Keep every line of the data below that has the string "MProject" and present those lines.
- Opening Delimiter -
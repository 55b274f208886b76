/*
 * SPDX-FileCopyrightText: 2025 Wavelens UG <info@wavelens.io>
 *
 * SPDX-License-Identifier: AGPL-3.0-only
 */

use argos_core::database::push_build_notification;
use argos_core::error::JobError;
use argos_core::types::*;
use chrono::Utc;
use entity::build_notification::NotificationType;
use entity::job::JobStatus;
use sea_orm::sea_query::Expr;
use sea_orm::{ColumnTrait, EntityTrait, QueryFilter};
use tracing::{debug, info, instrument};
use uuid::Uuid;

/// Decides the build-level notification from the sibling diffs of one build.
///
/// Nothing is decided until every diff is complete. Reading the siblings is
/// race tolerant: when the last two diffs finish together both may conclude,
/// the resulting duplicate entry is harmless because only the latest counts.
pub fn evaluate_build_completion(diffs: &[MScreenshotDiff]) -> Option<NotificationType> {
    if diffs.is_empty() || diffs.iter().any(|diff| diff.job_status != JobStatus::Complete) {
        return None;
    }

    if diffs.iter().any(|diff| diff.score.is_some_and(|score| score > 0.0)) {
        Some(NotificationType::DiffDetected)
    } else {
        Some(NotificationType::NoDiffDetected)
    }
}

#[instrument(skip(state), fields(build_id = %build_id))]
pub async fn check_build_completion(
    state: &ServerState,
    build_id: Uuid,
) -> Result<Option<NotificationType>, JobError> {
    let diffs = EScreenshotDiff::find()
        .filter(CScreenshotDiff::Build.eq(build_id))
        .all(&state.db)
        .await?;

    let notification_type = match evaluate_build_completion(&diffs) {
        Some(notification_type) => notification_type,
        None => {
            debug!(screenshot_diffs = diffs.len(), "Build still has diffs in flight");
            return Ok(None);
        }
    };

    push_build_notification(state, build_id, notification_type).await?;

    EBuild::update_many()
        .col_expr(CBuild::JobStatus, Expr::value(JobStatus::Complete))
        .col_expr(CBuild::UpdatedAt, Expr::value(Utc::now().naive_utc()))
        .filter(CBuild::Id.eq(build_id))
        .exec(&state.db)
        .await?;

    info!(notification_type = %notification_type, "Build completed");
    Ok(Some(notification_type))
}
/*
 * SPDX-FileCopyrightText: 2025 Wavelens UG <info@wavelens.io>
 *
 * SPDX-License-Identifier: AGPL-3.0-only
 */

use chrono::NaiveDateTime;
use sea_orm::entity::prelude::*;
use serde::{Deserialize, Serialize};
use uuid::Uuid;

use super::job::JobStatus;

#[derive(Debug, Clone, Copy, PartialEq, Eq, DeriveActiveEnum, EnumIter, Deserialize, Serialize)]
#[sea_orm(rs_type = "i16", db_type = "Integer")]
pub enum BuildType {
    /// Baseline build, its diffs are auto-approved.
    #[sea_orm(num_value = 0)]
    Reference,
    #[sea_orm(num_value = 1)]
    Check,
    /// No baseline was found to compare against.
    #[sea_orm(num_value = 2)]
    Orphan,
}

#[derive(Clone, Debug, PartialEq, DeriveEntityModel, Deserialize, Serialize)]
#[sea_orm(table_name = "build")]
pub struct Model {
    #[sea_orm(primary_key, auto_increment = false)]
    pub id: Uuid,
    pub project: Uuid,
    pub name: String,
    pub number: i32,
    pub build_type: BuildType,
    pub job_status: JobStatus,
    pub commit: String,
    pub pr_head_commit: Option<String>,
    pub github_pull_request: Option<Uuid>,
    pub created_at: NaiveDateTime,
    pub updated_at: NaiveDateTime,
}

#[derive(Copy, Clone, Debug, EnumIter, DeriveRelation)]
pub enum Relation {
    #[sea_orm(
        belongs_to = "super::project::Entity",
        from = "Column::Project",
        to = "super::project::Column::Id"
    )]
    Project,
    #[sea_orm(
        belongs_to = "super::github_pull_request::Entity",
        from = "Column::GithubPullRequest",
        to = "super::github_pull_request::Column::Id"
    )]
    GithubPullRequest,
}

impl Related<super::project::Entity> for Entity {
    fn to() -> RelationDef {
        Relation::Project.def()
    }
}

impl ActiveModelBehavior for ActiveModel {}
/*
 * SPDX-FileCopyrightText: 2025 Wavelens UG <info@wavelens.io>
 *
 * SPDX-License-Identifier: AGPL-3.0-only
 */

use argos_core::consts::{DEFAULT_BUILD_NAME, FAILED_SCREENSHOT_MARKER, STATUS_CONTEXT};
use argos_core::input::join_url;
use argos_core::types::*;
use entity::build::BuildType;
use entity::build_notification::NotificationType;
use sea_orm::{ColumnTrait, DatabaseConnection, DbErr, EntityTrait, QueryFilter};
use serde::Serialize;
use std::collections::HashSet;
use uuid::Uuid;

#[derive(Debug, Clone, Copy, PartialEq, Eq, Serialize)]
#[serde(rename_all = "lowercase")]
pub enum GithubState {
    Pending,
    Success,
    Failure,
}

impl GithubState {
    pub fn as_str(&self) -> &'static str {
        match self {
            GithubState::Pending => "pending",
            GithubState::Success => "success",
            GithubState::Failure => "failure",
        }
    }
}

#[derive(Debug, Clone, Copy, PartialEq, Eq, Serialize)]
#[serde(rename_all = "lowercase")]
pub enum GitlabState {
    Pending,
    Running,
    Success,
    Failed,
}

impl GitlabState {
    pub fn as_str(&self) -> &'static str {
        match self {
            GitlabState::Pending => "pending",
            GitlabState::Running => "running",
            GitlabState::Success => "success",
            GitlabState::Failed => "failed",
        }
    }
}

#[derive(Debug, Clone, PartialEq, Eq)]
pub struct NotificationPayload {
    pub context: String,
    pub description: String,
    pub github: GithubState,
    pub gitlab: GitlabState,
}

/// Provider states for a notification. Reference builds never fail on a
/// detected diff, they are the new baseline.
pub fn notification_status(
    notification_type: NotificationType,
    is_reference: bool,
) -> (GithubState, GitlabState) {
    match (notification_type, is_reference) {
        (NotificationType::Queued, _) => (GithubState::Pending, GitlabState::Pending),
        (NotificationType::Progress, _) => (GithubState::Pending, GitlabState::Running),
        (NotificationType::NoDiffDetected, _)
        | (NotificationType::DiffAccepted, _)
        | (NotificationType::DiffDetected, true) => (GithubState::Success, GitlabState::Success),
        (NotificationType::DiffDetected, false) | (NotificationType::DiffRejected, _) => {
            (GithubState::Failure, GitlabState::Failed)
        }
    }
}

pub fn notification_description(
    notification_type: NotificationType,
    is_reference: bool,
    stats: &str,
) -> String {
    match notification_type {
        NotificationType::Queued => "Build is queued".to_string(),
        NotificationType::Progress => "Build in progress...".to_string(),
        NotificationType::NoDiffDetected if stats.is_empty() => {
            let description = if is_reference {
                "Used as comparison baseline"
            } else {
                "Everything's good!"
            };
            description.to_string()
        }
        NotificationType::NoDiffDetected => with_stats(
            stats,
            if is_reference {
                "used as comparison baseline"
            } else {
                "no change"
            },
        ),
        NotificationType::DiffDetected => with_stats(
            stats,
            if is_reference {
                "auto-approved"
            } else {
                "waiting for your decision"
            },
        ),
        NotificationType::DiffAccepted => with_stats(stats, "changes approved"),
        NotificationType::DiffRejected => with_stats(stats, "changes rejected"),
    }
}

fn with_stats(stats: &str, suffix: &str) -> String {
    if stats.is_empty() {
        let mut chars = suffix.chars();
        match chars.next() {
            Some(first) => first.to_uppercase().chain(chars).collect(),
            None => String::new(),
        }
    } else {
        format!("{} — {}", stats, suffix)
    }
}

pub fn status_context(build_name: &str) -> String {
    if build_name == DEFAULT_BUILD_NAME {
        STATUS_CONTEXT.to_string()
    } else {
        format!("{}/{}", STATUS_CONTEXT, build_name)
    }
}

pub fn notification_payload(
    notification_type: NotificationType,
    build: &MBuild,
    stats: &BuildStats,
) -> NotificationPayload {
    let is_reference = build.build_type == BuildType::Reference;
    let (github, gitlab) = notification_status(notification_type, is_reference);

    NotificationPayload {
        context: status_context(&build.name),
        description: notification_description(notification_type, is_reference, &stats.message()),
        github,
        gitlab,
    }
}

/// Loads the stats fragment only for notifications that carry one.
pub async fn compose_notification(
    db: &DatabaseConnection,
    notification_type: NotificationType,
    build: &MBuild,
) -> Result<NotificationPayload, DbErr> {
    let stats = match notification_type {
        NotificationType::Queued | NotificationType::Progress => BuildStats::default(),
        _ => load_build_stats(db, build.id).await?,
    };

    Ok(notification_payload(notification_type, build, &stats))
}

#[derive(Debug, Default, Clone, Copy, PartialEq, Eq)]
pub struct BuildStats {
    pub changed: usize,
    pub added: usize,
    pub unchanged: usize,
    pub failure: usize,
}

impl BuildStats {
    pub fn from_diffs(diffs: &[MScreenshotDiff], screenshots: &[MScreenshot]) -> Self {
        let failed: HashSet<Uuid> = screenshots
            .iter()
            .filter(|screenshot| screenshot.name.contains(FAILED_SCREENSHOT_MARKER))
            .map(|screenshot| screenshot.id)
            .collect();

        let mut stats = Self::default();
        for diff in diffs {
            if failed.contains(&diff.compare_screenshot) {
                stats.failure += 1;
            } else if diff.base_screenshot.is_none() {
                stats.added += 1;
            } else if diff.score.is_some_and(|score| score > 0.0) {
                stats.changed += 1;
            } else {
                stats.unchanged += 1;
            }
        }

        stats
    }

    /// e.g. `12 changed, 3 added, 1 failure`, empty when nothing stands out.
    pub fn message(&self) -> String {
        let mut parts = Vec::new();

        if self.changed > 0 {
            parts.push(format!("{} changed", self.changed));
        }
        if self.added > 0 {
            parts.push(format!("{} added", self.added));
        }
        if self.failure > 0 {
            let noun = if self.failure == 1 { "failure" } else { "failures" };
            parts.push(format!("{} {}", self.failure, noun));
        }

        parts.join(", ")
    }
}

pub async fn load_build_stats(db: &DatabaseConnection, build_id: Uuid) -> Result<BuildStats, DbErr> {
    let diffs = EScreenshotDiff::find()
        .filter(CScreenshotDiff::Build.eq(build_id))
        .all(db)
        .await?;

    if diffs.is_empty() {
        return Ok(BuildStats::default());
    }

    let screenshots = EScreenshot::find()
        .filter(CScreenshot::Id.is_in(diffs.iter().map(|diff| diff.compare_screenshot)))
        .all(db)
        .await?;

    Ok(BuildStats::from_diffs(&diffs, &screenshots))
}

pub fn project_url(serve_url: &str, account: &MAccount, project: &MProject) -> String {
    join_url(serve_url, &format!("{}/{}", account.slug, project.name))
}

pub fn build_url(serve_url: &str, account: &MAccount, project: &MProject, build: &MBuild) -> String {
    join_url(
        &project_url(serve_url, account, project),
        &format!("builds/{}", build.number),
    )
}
- Closing Delimiter -
→ **Response area**:
pub fn project_url(serve_url: &str, account: &MAccount, project: &MProject) -> String {
pub fn build_url(serve_url: &str, account: &MAccount, project: &MProject, build: &MBuild) -> String {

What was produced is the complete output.